Lee J, Wang S, Milne G W, Sharma R, Lewin N E, Blumberg P M, Marquez V E
Laboratory of Medicinal Chemistry, National Cancer Institute, National Institutes of Health, Bethesda, Maryland 20892, USA.
J Med Chem. 1996 Jan 5;39(1):29-35. doi: 10.1021/jm950277n.

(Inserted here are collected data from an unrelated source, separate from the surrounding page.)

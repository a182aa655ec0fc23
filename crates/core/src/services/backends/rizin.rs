use std::collections::HashMap;
use std::fs;
use std::path::{Path, PathBuf};
use std::process::Command;

use serde::Deserialize;

use crate::services::analysis::{
    AnalysisBackend, AnalysisError, AnalysisRequest, ControlFlowGraph, FunctionRecord,
    LoadedBinary, StringReference,
};

/// Rizin-backed analyzer that shells out to rizin with `aa;aflj` and `izj`.
///
/// Function data references (`datarefs`) that land on an entry of the string
/// table are reported as that function's string references.
pub struct RizinBackend;

impl AnalysisBackend for RizinBackend {
    fn load(&self, request: &AnalysisRequest) -> Result<Box<dyn LoadedBinary>, AnalysisError> {
        if !request.binary_path.is_file() {
            return Err(AnalysisError::MissingBinary(request.binary_path.clone()));
        }

        let rizin_path = request.backend_path.clone().unwrap_or_else(resolve_rizin_path);
        let version = version_string(&rizin_path).map_err(AnalysisError::Backend)?;

        // Allow tests to feed synthetic JSON via env to avoid needing rizin installed.
        let functions_json = match std::env::var_os("DICTGEN_RIZIN_FAKE_FUNCTIONS") {
            Some(path) => fs::read_to_string(&path).map_err(|e| {
                AnalysisError::Backend(format!("failed to read DICTGEN_RIZIN_FAKE_FUNCTIONS: {e}"))
            })?,
            None => run_rizin_json(&rizin_path, &request.binary_path, "aa;aflj")?,
        };
        let strings_json = match std::env::var_os("DICTGEN_RIZIN_FAKE_STRINGS") {
            Some(path) => fs::read_to_string(&path).map_err(|e| {
                AnalysisError::Backend(format!("failed to read DICTGEN_RIZIN_FAKE_STRINGS: {e}"))
            })?,
            None => run_rizin_json(&rizin_path, &request.binary_path, "izj")?,
        };

        let (functions, datarefs) = parse_functions(&functions_json)?;
        let strings = parse_strings(&strings_json)?;
        log::debug!("rizin: {} functions, {} strings", functions.len(), strings.len());

        Ok(Box::new(RizinProgram {
            cfg: ControlFlowGraph {
                functions,
                basic_blocks: Vec::new(),
                backend_version: Some(version),
                backend_path: Some(rizin_path.display().to_string()),
            },
            datarefs,
            strings,
        }))
    }

    fn name(&self) -> &'static str {
        "rizin"
    }
}

struct RizinProgram {
    cfg: ControlFlowGraph,
    datarefs: HashMap<u64, Vec<u64>>,
    strings: HashMap<u64, Vec<u8>>,
}

impl LoadedBinary for RizinProgram {
    fn cfg(&self) -> &ControlFlowGraph {
        &self.cfg
    }

    fn string_references(
        &self,
        function: &FunctionRecord,
    ) -> Result<Vec<StringReference>, AnalysisError> {
        if function.size == Some(0) {
            return Err(AnalysisError::DegenerateFunction {
                address: function.address,
                reason: "rizin reports a zero-sized function".into(),
            });
        }
        let Some(refs) = self.datarefs.get(&function.address) else {
            return Ok(Vec::new());
        };
        Ok(refs
            .iter()
            .filter_map(|addr| {
                self.strings
                    .get(addr)
                    .map(|bytes| StringReference { address: *addr, bytes: bytes.clone() })
            })
            .collect())
    }
}

fn resolve_rizin_path() -> PathBuf {
    std::env::var_os("RIZIN_BIN").map(PathBuf::from).unwrap_or_else(|| PathBuf::from("rizin"))
}

fn run_rizin_json(rizin_bin: &Path, binary: &Path, command: &str) -> Result<String, AnalysisError> {
    let output = Command::new(rizin_bin)
        .args(["-2", "-q0", "-c", command])
        .arg(binary)
        .output()
        .map_err(|e| AnalysisError::Backend(format!("failed to spawn rizin: {e}")))?;
    if !output.status.success() {
        return Err(AnalysisError::Backend(format!("rizin exited with {}", output.status)));
    }
    Ok(String::from_utf8_lossy(&output.stdout).to_string())
}

fn version_string(rizin_bin: &Path) -> Result<String, String> {
    if let Some(fake) = std::env::var_os("DICTGEN_RIZIN_FAKE_VERSION") {
        return Ok(fake.to_string_lossy().to_string());
    }
    let output = Command::new(rizin_bin)
        .arg("-v")
        .output()
        .map_err(|e| format!("failed to spawn rizin: {e}"))?;
    if !output.status.success() {
        return Err(format!("rizin -v exited with {}", output.status));
    }
    let stdout = String::from_utf8_lossy(&output.stdout).trim().to_string();
    if stdout.is_empty() {
        Err("rizin -v produced no output".to_string())
    } else {
        Ok(stdout)
    }
}

#[derive(Debug, Deserialize)]
struct RizinFunction {
    #[serde(default)]
    offset: Option<u64>,
    #[serde(default)]
    name: Option<String>,
    #[serde(default)]
    size: Option<u64>,
    #[serde(default)]
    datarefs: Option<Vec<u64>>,
}

#[derive(Debug, Deserialize)]
struct RizinString {
    #[serde(default)]
    vaddr: Option<u64>,
    #[serde(default)]
    string: Option<String>,
}

type FunctionTable = (Vec<FunctionRecord>, HashMap<u64, Vec<u64>>);

fn parse_functions(body: &str) -> Result<FunctionTable, AnalysisError> {
    // An unanalyzable binary makes rizin print nothing at all.
    if body.trim().is_empty() {
        return Ok((Vec::new(), HashMap::new()));
    }
    let funcs: Vec<RizinFunction> = serde_json::from_str(body)
        .map_err(|e| AnalysisError::Backend(format!("failed to parse rizin aflj JSON: {e}")))?;
    let mut functions = Vec::new();
    let mut datarefs = HashMap::new();
    for f in funcs {
        let Some(address) = f.offset else { continue };
        functions.push(FunctionRecord { address, name: f.name, size: f.size });
        datarefs.insert(address, f.datarefs.unwrap_or_default());
    }
    Ok((functions, datarefs))
}

fn parse_strings(body: &str) -> Result<HashMap<u64, Vec<u8>>, AnalysisError> {
    if body.trim().is_empty() {
        return Ok(HashMap::new());
    }
    let strs: Vec<RizinString> = serde_json::from_str(body)
        .map_err(|e| AnalysisError::Backend(format!("failed to parse rizin izj JSON: {e}")))?;
    Ok(strs
        .into_iter()
        .filter_map(|s| Some((s.vaddr?, s.string?.into_bytes())))
        .collect())
}
//! Memory image of an executable, built from its section table with `goblin`.
//!
//! Only file-backed bytes are readable; zero-fill sections (`.bss`,
//! `__zerofill`) occupy address space but read as unmapped.

use std::collections::{HashMap, HashSet};

use goblin::{elf, mach, pe, Object};

/// Load address for the first allocatable section of a relocatable ELF object.
pub const RELOCATABLE_BASE: u64 = 0x10_0000;

const MACH_SECTION_TYPE: u32 = 0xff;
const MACH_S_ZEROFILL: u32 = 0x1;
const MACH_S_GB_ZEROFILL: u32 = 0xc;
const MACH_S_THREAD_LOCAL_ZEROFILL: u32 = 0x12;
const MACH_S_ATTR_PURE_INSTRUCTIONS: u32 = 0x8000_0000;
const MACH_S_ATTR_SOME_INSTRUCTIONS: u32 = 0x400;

#[derive(Debug, Clone, PartialEq, Eq)]
pub struct Section {
    pub name: String,
    pub start: u64,
    pub end: u64,
    pub file_offset: usize,
    /// Number of bytes backed by the file, starting at `start`.
    pub file_size: usize,
    pub executable: bool,
}

impl Section {
    fn contains_backed(&self, addr: u64) -> bool {
        addr >= self.start && addr - self.start < self.file_size as u64
    }
}

#[derive(Debug, Clone, PartialEq, Eq)]
pub struct Symbol {
    pub name: String,
    pub address: u64,
    pub size: Option<u64>,
}

/// Parsed binary: sections mapped at virtual addresses plus function symbols.
#[derive(Debug)]
pub struct BinaryImage {
    bytes: Vec<u8>,
    pub sections: Vec<Section>,
    pub symbols: Vec<Symbol>,
    pub entry: Option<u64>,
    /// Capstone architecture name inferred from the header, if recognised.
    pub arch: Option<String>,
    pub word_size: usize,
    pub little_endian: bool,
}

impl BinaryImage {
    /// Parse ELF, PE or thin Mach-O bytes.
    pub fn parse(bytes: Vec<u8>) -> Result<Self, String> {
        let parsed = match Object::parse(&bytes) {
            Ok(Object::Elf(elf)) => elf_parts(&elf, bytes.len()),
            Ok(Object::PE(pe)) => pe_parts(&pe, bytes.len()),
            Ok(Object::Mach(mach::Mach::Binary(bin))) => mach_parts(&bin, bytes.len()),
            Ok(Object::Mach(mach::Mach::Fat(_))) => {
                return Err("fat Mach-O archives are not supported; extract a slice first".into())
            }
            Ok(_) => return Err("unsupported object format".into()),
            Err(e) => return Err(format!("not a recognised executable: {e}")),
        };

        let mut symbols = Vec::new();
        let mut seen = HashSet::new();
        for sym in parsed.symbols {
            let in_code = parsed
                .sections
                .iter()
                .any(|s| s.executable && s.contains_backed(sym.address));
            if in_code && seen.insert(sym.address) {
                symbols.push(sym);
            }
        }

        Ok(Self {
            bytes,
            sections: parsed.sections,
            symbols,
            entry: parsed.entry,
            arch: parsed.arch,
            word_size: parsed.word_size,
            little_endian: parsed.little_endian,
        })
    }

    /// Section whose file-backed range contains `addr`.
    pub fn section_at(&self, addr: u64) -> Option<&Section> {
        self.sections.iter().find(|s| s.contains_backed(addr))
    }

    pub fn executable_section_at(&self, addr: u64) -> Option<&Section> {
        self.section_at(addr).filter(|s| s.executable)
    }

    /// Bytes from `addr` to the end of its section's file-backed data.
    pub fn tail_at(&self, addr: u64) -> Option<&[u8]> {
        let sec = self.section_at(addr)?;
        let start = sec.file_offset.checked_add((addr - sec.start) as usize)?;
        let end = sec.file_offset.checked_add(sec.file_size)?.min(self.bytes.len());
        self.bytes.get(start..end)
    }

    /// Like `tail_at`, restricted to executable sections.
    pub fn code_at(&self, addr: u64) -> Option<&[u8]> {
        self.executable_section_at(addr)?;
        self.tail_at(addr)
    }

    pub fn read(&self, addr: u64, len: usize) -> Option<&[u8]> {
        self.tail_at(addr).and_then(|tail| tail.get(..len))
    }

    /// Read an unsigned integer of `width` bytes (1..=8) in image byte order.
    pub fn read_uint(&self, addr: u64, width: usize) -> Option<u64> {
        if width == 0 || width > 8 {
            return None;
        }
        let raw = self.read(addr, width)?;
        let mut value = 0u64;
        if self.little_endian {
            for (i, b) in raw.iter().enumerate() {
                value |= (*b as u64) << (8 * i);
            }
        } else {
            for b in raw {
                value = (value << 8) | *b as u64;
            }
        }
        Some(value)
    }

    pub fn read_word(&self, addr: u64) -> Option<u64> {
        self.read_uint(addr, self.word_size)
    }

    /// Printable run starting at `addr`, if it is terminated by a NUL byte.
    pub fn c_string_at(&self, addr: u64) -> Option<&[u8]> {
        let tail = self.tail_at(addr)?;
        let len = tail.iter().position(|b| !is_printable(*b))?;
        if tail[len] == 0 {
            Some(&tail[..len])
        } else {
            None
        }
    }
}

/// Printable ASCII in the C-locale sense, whitespace included.
pub fn is_printable(b: u8) -> bool {
    matches!(b, 0x20..=0x7e | b'\t' | b'\n' | b'\r' | 0x0b | 0x0c)
}

struct ImageParts {
    sections: Vec<Section>,
    symbols: Vec<Symbol>,
    entry: Option<u64>,
    arch: Option<String>,
    word_size: usize,
    little_endian: bool,
}

fn clamp_file_size(offset: u64, size: u64, bytes_len: usize) -> usize {
    let available = (bytes_len as u64).saturating_sub(offset);
    size.min(available) as usize
}

fn elf_parts(elf: &elf::Elf, bytes_len: usize) -> ImageParts {
    let relocatable = elf.header.e_type == elf::header::ET_REL;
    let mut next_base = RELOCATABLE_BASE;
    let mut bases = HashMap::new();
    let mut sections = Vec::new();

    for (idx, sh) in elf.section_headers.iter().enumerate() {
        if sh.sh_flags & elf::section_header::SHF_ALLOC as u64 == 0 {
            continue;
        }
        // Objects have every section at address 0; lay them out back to back.
        let start = if relocatable {
            let Some(base) = next_base.checked_next_multiple_of(sh.sh_addralign.max(1)) else {
                log::debug!("section {idx} does not fit the relocatable layout; skipped");
                continue;
            };
            next_base = base.saturating_add(sh.sh_size);
            base
        } else {
            sh.sh_addr
        };
        bases.insert(idx, start);
        let file_size = if sh.sh_type == elf::section_header::SHT_NOBITS {
            0
        } else {
            clamp_file_size(sh.sh_offset, sh.sh_size, bytes_len)
        };
        sections.push(Section {
            name: elf.shdr_strtab.get_at(sh.sh_name).unwrap_or("").to_string(),
            start,
            end: start.saturating_add(sh.sh_size),
            file_offset: sh.sh_offset as usize,
            file_size,
            executable: sh.sh_flags & elf::section_header::SHF_EXECINSTR as u64 != 0,
        });
    }

    let mut symbols = Vec::new();
    let tables = [(&elf.syms, &elf.strtab), (&elf.dynsyms, &elf.dynstrtab)];
    for (syms, strtab) in tables {
        for sym in syms.iter() {
            if !sym.is_function() || sym.st_shndx == elf::section_header::SHN_UNDEF as usize {
                continue;
            }
            let address = if relocatable {
                match bases.get(&sym.st_shndx) {
                    Some(base) => base.saturating_add(sym.st_value),
                    None => continue,
                }
            } else if sym.st_value > 0 {
                sym.st_value
            } else {
                continue;
            };
            let name = strtab.get_at(sym.st_name).unwrap_or("").to_string();
            if name.is_empty() {
                continue;
            }
            let size = if sym.st_size > 0 { Some(sym.st_size) } else { None };
            symbols.push(Symbol { name, address, size });
        }
    }

    let arch = match elf.header.e_machine {
        elf::header::EM_X86_64 => Some("x86_64".into()),
        elf::header::EM_386 => Some("x86".into()),
        elf::header::EM_AARCH64 => Some("arm64".into()),
        elf::header::EM_ARM => Some("arm".into()),
        _ => None,
    };
    let entry = (!relocatable && elf.header.e_entry != 0).then_some(elf.header.e_entry);

    ImageParts {
        sections,
        symbols,
        entry,
        arch,
        word_size: if elf.is_64 { 8 } else { 4 },
        little_endian: elf.little_endian,
    }
}

/// `image_base + rva`, or `None` when a crafted header overflows.
fn rebase(image_base: u64, rva: u64) -> Option<u64> {
    image_base.checked_add(rva)
}

fn pe_parts(pe: &pe::PE, bytes_len: usize) -> ImageParts {
    let image_base = pe.image_base as u64;
    let sections = pe
        .sections
        .iter()
        .filter_map(|sec| {
            let virtual_size = if sec.virtual_size == 0 {
                sec.size_of_raw_data as u64
            } else {
                sec.virtual_size as u64
            };
            let start = rebase(image_base, sec.virtual_address as u64)?;
            let raw = (sec.size_of_raw_data as u64).min(virtual_size);
            Some(Section {
                name: sec.name().unwrap_or_default().to_string(),
                start,
                end: start.saturating_add(virtual_size),
                file_offset: sec.pointer_to_raw_data as usize,
                file_size: clamp_file_size(sec.pointer_to_raw_data as u64, raw, bytes_len),
                executable: sec.characteristics
                    & (pe::section_table::IMAGE_SCN_MEM_EXECUTE
                        | pe::section_table::IMAGE_SCN_CNT_CODE)
                    != 0,
            })
        })
        .collect();

    let symbols = pe
        .exports
        .iter()
        .filter(|exp| exp.rva != 0)
        .filter_map(|exp| {
            let name = exp.name.unwrap_or_default().to_string();
            if name.is_empty() {
                return None;
            }
            let address = rebase(image_base, exp.rva as u64)?;
            Some(Symbol { name, address, size: None })
        })
        .collect();

    let arch = match pe.header.coff_header.machine {
        pe::header::COFF_MACHINE_X86 => Some("x86".into()),
        pe::header::COFF_MACHINE_X86_64 => Some("x86_64".into()),
        pe::header::COFF_MACHINE_ARM => Some("arm".into()),
        pe::header::COFF_MACHINE_ARM64 => Some("arm64".into()),
        _ => None,
    };
    let entry = if pe.entry == 0 { None } else { rebase(image_base, pe.entry as u64) };

    ImageParts {
        sections,
        symbols,
        entry,
        arch,
        word_size: if pe.is_64 { 8 } else { 4 },
        little_endian: true,
    }
}

fn mach_parts(bin: &mach::MachO, bytes_len: usize) -> ImageParts {
    let sections: Vec<Section> = bin
        .segments
        .sections()
        .flatten()
        .filter_map(|res| res.ok())
        .map(|(sec, _)| {
            let zerofill = matches!(
                sec.flags & MACH_SECTION_TYPE,
                MACH_S_ZEROFILL | MACH_S_GB_ZEROFILL | MACH_S_THREAD_LOCAL_ZEROFILL
            );
            Section {
                name: sec.name().unwrap_or("").to_string(),
                start: sec.addr,
                end: sec.addr.saturating_add(sec.size),
                file_offset: sec.offset as usize,
                file_size: if zerofill {
                    0
                } else {
                    clamp_file_size(sec.offset as u64, sec.size, bytes_len)
                },
                executable: sec.flags
                    & (MACH_S_ATTR_PURE_INSTRUCTIONS | MACH_S_ATTR_SOME_INSTRUCTIONS)
                    != 0,
            }
        })
        .collect();

    let mut symbols = Vec::new();
    for sym in bin.symbols() {
        let Ok((name, nlist)) = sym else { continue };
        // Debugger stabs and undefined/absolute symbols carry no code address.
        if nlist.n_type & 0xe0 != 0 || nlist.n_sect == 0 {
            continue;
        }
        let name = name.trim_start_matches('_').to_string();
        if name.is_empty() {
            continue;
        }
        symbols.push(Symbol { name, address: nlist.n_value, size: None });
    }

    let arch = match bin.header.cputype() {
        mach::cputype::CPU_TYPE_X86 => Some("x86".into()),
        mach::cputype::CPU_TYPE_X86_64 => Some("x86_64".into()),
        mach::cputype::CPU_TYPE_ARM => Some("arm".into()),
        mach::cputype::CPU_TYPE_ARM64 => Some("arm64".into()),
        _ => None,
    };
    let entry = (bin.entry != 0).then_some(bin.entry);

    ImageParts {
        sections,
        symbols,
        entry,
        arch,
        word_size: if bin.is_64 { 8 } else { 4 },
        little_endian: bin.little_endian,
    }
}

Conformationally constrained analogues of diacylglycerol (DAG) built on a racemic 5(-)[(acyloxy)-methyl]-5-(hydroxymethyl)tetrahydro-2-furanone template were shown previously to have excellent binding affinities for protein kinase C (PK-C). Since the interaction of PK-C with DAG is stereospecific, it was anticipated that PK-C would bind tightly to only one enantiomeric form of the compounds constructed with this new lactone template. Separation of enantiomers by chiral HPLC was discarded due to the ease with which acyl migration occurs in these class of compounds, and a total chiral synthesis was undertaken. Prior to chemical synthesis, the selection of the "correct" enantiomeric template was predicted by a molecular conformational analysis that compared the two enantiomers of DAG in their presumed "active" conformation with the two enantiomeric lactone templates. This presumed "active" conformation for DAG was derived from a previously developed pharmacophore model that uses the molecule of a potent phorbol diester as the ideal rigid template. The results from this analysis indicated that the "correct" lactone template corresponded to the inactive (R)-isomer of DAG. This analysis also predicted that the lactone template corresponding to the active (S)-DAG enantiomer would not fit adequately into the pharmacophore. The chiral syntheses of target compounds 2, 4, and 6, constructed on the selected, and presumably "correct" lactone template, were achieved from a common bicyclic intermediate (5R,8R,9R)-8,9-O-isopropylidene-2-keto-1,7-dioxaspiro[4.4]nonane (10) that was synthesized from commercially available 1,2:3,5-di-O-isopropylidene-alpha-D-threo-apiofuranose (7) by a very effective spirolactonization approach. On the basis of their ability to inhibit the binding of [3H-20]phorbol 12,13-dibutyrate (PDBU) to PK-C alpha, the enantiomeric ligands 2, 4, and 6 were twice as potent as the corresponding racemates. These results confirm that binding of these lactones is stereospecific and consistent with a binding mechanism similar to that of DAG.
先前已表明,基于外消旋5-[(酰氧基)甲基]-5-(羟甲基)四氢-2-呋喃酮模板构建的二酰基甘油(DAG)构象受限类似物对蛋白激酶C(PK-C)具有出色的结合亲和力。由于PK-C与DAG的相互作用具有立体特异性,预计PK-C只会与用这种新内酯模板构建的化合物的一种对映体形式紧密结合。由于这类化合物中酰基迁移容易发生,因此放弃了通过手性HPLC分离对映体的方法,并进行了全手性合成。在化学合成之前,通过分子构象分析预测了“正确”对映体模板的选择,该分析将DAG的两种对映体在其假定的“活性”构象下与两种对映体内酯模板进行了比较。DAG的这种假定“活性”构象源自先前开发的药效团模型,该模型使用强效佛波醇二丁酸酯分子作为理想的刚性模板。该分析结果表明,“正确”的内酯模板对应于DAG的无活性(R)-异构体。该分析还预测,对应于活性(S)-DAG对映体的内酯模板将无法充分适配到药效团中。在选定的、可能是“正确”的内酯模板上构建的目标化合物2、4和6的手性合成,是通过一种非常有效的螺内酯化方法,从市售的1,2:3,5-二-O-异亚丙基-α-D-苏阿糖呋喃糖(7)合成的常见双环中间体(5R,8R,9R)-8,9-O-异亚丙基-2-酮-1,7-二氧杂螺[4.4]壬烷(10)实现的。基于它们抑制[3H-20]佛波醇12,13-二丁酸酯(PDBU)与PK-Cα结合的能力,对映体配体2、4和6的效力是相应外消旋体的两倍。这些结果证实了这些内酯的结合具有立体特异性,并与类似于DAG的结合机制一致。